— Вы что, поповское влияние желаете протащить? Не выйдет!
— Смилуйтесь, — канючили Саровские послушники, — ведь мы ж самые разугнетенные пролетарии. Над вами уже буржуев нет, а над нами еще монахи царствуют. Они наверху попоют-покадят да за трапезы, а мы внизу, в сырых подвалах, киснем. Из ворохов медных денег, накиданных верующими в тарелки и кружки, серебряные монеты выбираем от зари до зари! Погибаем! За лучшее будущее бороться хотим!
— Борцы! Вот если бы вы прикатили на реквизированной игуменской тройке, мы бы вас прямо в президиум… А так…
…Чем окончился наш первый уездный съезд, известно. И спорили мы до хрипоты. И чай пили по вечерам до поту с Ванюшкиным медом. И за самоваром мирились. В конце концов решили — вступить в Российский Коммунистический Союз Молодежи, кратко наименованный РКСМ, и впредь зваться комсомольцами.

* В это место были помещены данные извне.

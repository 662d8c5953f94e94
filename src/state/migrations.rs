//! Schema migrations for the persisted state document.
//!
//! Each migration is a pure, idempotent function over the document. They run
//! in order on every load, so a document at any past version converges on the
//! current schema.

use serde_json::{Map, Value};

use super::Category;

pub const CURRENT_VERSION: u64 = 4;

type Migration = fn(&mut Map<String, Value>);

const MIGRATIONS: &[(u64, &str, Migration)] = &[
    (1, "ensure category sections", ensure_category_sections),
    (2, "collapse legacy outcome arrays", collapse_outcome_arrays),
    (3, "drop fetch history", drop_fetch_history),
    (4, "peer lists to peer counts", peer_lists_to_counts),
];

/// Legacy peer list fields and the count fields that replace them.
const PEER_LISTS: &[(&str, &str)] = &[
    ("pubsubPeers", "pubsubPeerCount"),
    ("pubsubDhtPeers", "pubsubDhtPeerCount"),
    ("pubsubRouterPeers", "pubsubRouterPeerCount"),
];

/// Bring a persisted document up to the current schema. Anything that is not
/// a JSON object is discarded and replaced by an empty document.
pub fn migrate(doc: Value) -> Map<String, Value> {
    let mut doc = match doc {
        Value::Object(map) => map,
        Value::Null => Map::new(),
        other => {
            tracing::warn!("Discarding malformed state document of type {}", type_name(&other));
            Map::new()
        }
    };

    let from = doc.get("version").and_then(Value::as_u64).unwrap_or(0);
    for (version, name, migration) in MIGRATIONS {
        migration(&mut doc);
        if *version > from {
            tracing::debug!("Applied state migration {}: {}", version, name);
        }
    }
    doc.insert("version".to_string(), Value::from(CURRENT_VERSION));
    doc
}

fn type_name(value: &Value) -> &'static str {
    match value {
        Value::Null => "null",
        Value::Bool(_) => "bool",
        Value::Number(_) => "number",
        Value::String(_) => "string",
        Value::Array(_) => "array",
        Value::Object(_) => "object",
    }
}

fn sections_mut(doc: &mut Map<String, Value>) -> impl Iterator<Item = &mut Map<String, Value>> {
    doc.iter_mut().filter_map(|(name, value)| {
        if name.parse::<Category>().is_ok() {
            value.as_object_mut()
        } else {
            None
        }
    })
}

fn ensure_category_sections(doc: &mut Map<String, Value>) {
    for category in Category::ALL {
        let section = doc
            .entry(category.as_str())
            .or_insert_with(|| Value::Object(Map::new()));
        if !section.is_object() {
            *section = Value::Object(Map::new());
        }
    }
}

/// Older documents kept a list of outcomes per target. Keep only the latest.
fn collapse_outcome_arrays(doc: &mut Map<String, Value>) {
    for section in sections_mut(doc) {
        for entry in section.values_mut() {
            if let Value::Array(items) = entry {
                let latest = items
                    .iter()
                    .rev()
                    .find(|item| item.is_object())
                    .cloned()
                    .unwrap_or_else(|| Value::Object(Map::new()));
                *entry = latest;
            }
        }
    }
}

fn drop_fetch_history(doc: &mut Map<String, Value>) {
    for section in sections_mut(doc) {
        for entry in section.values_mut() {
            if let Some(entry) = entry.as_object_mut() {
                entry.remove("fetchHistory");
            }
        }
    }
}

fn peer_lists_to_counts(doc: &mut Map<String, Value>) {
    let Some(nodes) = doc
        .get_mut(Category::ApplicationNode.as_str())
        .and_then(Value::as_object_mut)
    else {
        return;
    };
    for entry in nodes.values_mut() {
        let Some(entry) = entry.as_object_mut() else {
            continue;
        };
        for (list, count) in PEER_LISTS {
            if let Some(Value::Array(peers)) = entry.remove(*list) {
                entry
                    .entry(count.to_string())
                    .or_insert_with(|| Value::from(peers.len()));
            }
        }
    }
}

С такой резолюцией разъехались по домам делегаты, а еремшинцы еще и с подарком.
Пока мы вопросы обговаривали, Савва Исаич не зевал. Узнав, что всем делегатам полагается казенное довольствие, казначей променял всю скобянку на мед, на масло. Где нужно, подсластил, где нужно, подмаслил, и с одного реквизированного купеческого парохода так тихо увез динамо-машину для выделки электричества, что елатомские обыватели только через три года хватились.

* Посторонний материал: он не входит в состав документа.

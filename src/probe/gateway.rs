//! Content round trip through a gateway.

use async_trait::async_trait;
use rand::distributions::{Alphanumeric, DistString};
use serde_json::json;
use std::sync::Arc;
use std::time::{Duration, Instant};

use super::{Probe, ProbeError, ProbeKind, ProbeOutcome, Target, FETCH_RETRIES};
use crate::clients::{ContentStore, HttpFetcher};

/// Time given to freshly added content to become discoverable.
pub const PROPAGATION_DELAY: Duration = Duration::from_secs(10);

/// Writes random content through the content API and reads it back through
/// the gateway under test.
pub struct ContentRoundTripProbe {
    store: Arc<dyn ContentStore>,
    http: HttpFetcher,
    propagation_delay: Duration,
    retries: u32,
}

impl ContentRoundTripProbe {
    pub fn new(store: Arc<dyn ContentStore>, http: HttpFetcher) -> Self {
        Self {
            store,
            http,
            propagation_delay: PROPAGATION_DELAY,
            retries: FETCH_RETRIES,
        }
    }

    pub fn with_propagation_delay(mut self, delay: Duration) -> Self {
        self.propagation_delay = delay;
        self
    }

    async fn fetch_and_verify(&self, gateway: &str, cid: &str, expected_id: &str) -> (Result<Duration, ProbeError>, u32) {
        let url = format!("{}/ipfs/{}", gateway.trim_end_matches('/'), cid);
        let start = Instant::now();
        let (result, attempts) = self.http.fetch_json_retry(&url, self.retries).await;
        let result = result.map_err(ProbeError::from).and_then(|content| {
            match content.get("id").and_then(|id| id.as_str()) {
                Some(id) if id == expected_id => Ok(start.elapsed()),
                other => Err(ProbeError::Mismatch(format!(
                    "fetched content id {:?} does not match written id '{}'",
                    other, expected_id
                ))),
            }
        });
        (result, attempts)
    }
}

fn random_string(len: usize) -> String {
    Alphanumeric.sample_string(&mut rand::thread_rng(), len)
}

#[async_trait]
impl Probe for ContentRoundTripProbe {
    fn kind(&self) -> ProbeKind {
        ProbeKind::ContentFetch
    }

    async fn run(&self, target: &Target) -> ProbeOutcome {
        let id = random_string(32);
        let content = json!({
            "id": id,
            "author": {"address": random_string(40)},
            "title": random_string(20),
            "content": random_string(200),
        });

        let cid = match self.store.add(content.to_string().into_bytes()).await {
            Ok(cid) => cid,
            Err(e) => {
                return ProbeOutcome::failure(self.kind(), target, 0, format!("failed adding content: {}", e));
            }
        };
        tokio::time::sleep(self.propagation_delay).await;

        let (result, attempts) = self.fetch_and_verify(&target.id, &cid, &id).await;

        if let Err(e) = self.store.remove(&cid).await {
            tracing::debug!("Failed removing content {}: {}", cid, e);
        }

        match result {
            Ok(latency) => {
                tracing::debug!("Fetched {} from {} in {:?}", cid, target.id, latency);
                ProbeOutcome::success(self.kind(), target, latency, attempts)
            }
            Err(e) => ProbeOutcome::failure(self.kind(), target, attempts, e),
        }
    }
}

#[cfg(test)]
mod tests {
    use super::*;
    use crate::probe::fakes::FakeContentStore;
    use crate::state::Category;
    use crate::testutil::serve;
    use axum::{extract::Path, extract::State, http::StatusCode, routing::get, Router};
    use std::collections::HashMap;
    use std::sync::Mutex;

    type Blobs = Arc<Mutex<HashMap<String, Vec<u8>>>>;

    /// Gateway serving whatever the fake store holds.
    fn gateway(blobs: Blobs) -> Router {
        Router::new()
            .route(
                "/ipfs/{cid}",
                get(|State(blobs): State<Blobs>, Path(cid): Path<String>| async move {
                    match blobs.lock().unwrap().get(&cid) {
                        Some(data) => (StatusCode::OK, String::from_utf8_lossy(data).to_string()),
                        None => (StatusCode::NOT_FOUND, "not found".to_string()),
                    }
                }),
            )
            .with_state(blobs)
    }

    fn probe(store: Arc<FakeContentStore>) -> ContentRoundTripProbe {
        let http = HttpFetcher::new(None, Duration::from_secs(5)).unwrap();
        ContentRoundTripProbe::new(store, http).with_propagation_delay(Duration::ZERO)
    }

    #[tokio::test]
    async fn test_round_trip_success() {
        let store = Arc::new(FakeContentStore::default());
        let base = serve(gateway(store.blobs.clone())).await;
        let target = Target::new(Category::Gateway, base);

        let outcome = probe(store.clone()).run(&target).await;
        assert!(outcome.success, "{:?}", outcome.reason);
        assert_eq!(outcome.attempts, 1);
        assert!(outcome.latency.unwrap() > 0.0);
        assert_eq!(store.removed.lock().unwrap().len(), 1);
    }

    #[tokio::test]
    async fn test_mismatched_content_fails() {
        let store = Arc::new(FakeContentStore::default());
        let app = Router::new().route("/ipfs/{cid}", get(|| async { r#"{"id":"someone else"}"# }));
        let base = serve(app).await;
        let target = Target::new(Category::Gateway, base);

        let outcome = probe(store.clone()).run(&target).await;
        assert!(!outcome.success);
        assert!(outcome.reason.unwrap().contains("does not match"));
        assert_eq!(store.removed.lock().unwrap().len(), 1);
    }

    #[tokio::test]
    async fn test_retries_exhausted_still_cleans_up() {
        let store = Arc::new(FakeContentStore::default());
        let app = Router::new().route("/ipfs/{cid}", get(|| async { (StatusCode::GATEWAY_TIMEOUT, "slow") }));
        let base = serve(app).await;
        let target = Target::new(Category::Gateway, base);

        let outcome = probe(store.clone()).run(&target).await;
        assert!(!outcome.success);
        assert_eq!(outcome.attempts, FETCH_RETRIES + 1);
        assert_eq!(outcome.fields()["lastFetchTime"], 0.0);
        assert_eq!(store.removed.lock().unwrap().len(), 1);
    }

    #[tokio::test]
    async fn test_add_failure_reported() {
        let store = Arc::new(FakeContentStore {
            fail_add: true,
            ..Default::default()
        });
        let target = Target::new(Category::Gateway, "http://127.0.0.1:9");

        let outcome = probe(store.clone()).run(&target).await;
        assert!(!outcome.success);
        assert!(outcome.reason.unwrap().contains("failed adding content"));
        assert!(store.removed.lock().unwrap().is_empty());
    }
}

Попытались машину вернуть, да не вышло. И то сказать: зачем оно им, электричество, танцы да балы проводить? Елатьма — городок мещанский, обывательский. Еремшинцам динамо нужнее: станки двигает, гвозди бьет, подковы кует. Не бесполезно теперь бойкая еремшинская речка гремит, вырабатывает энергию.
ПЕРВЫЙ ЗАЯЦ
— Эх, мальчик, — сказал встречный охотник, увидев меня с ружьем, — за лихое дело взялся: пока первого зайчика убьешь, ты у отца корову простреляешь — на порох и дробь разоришь.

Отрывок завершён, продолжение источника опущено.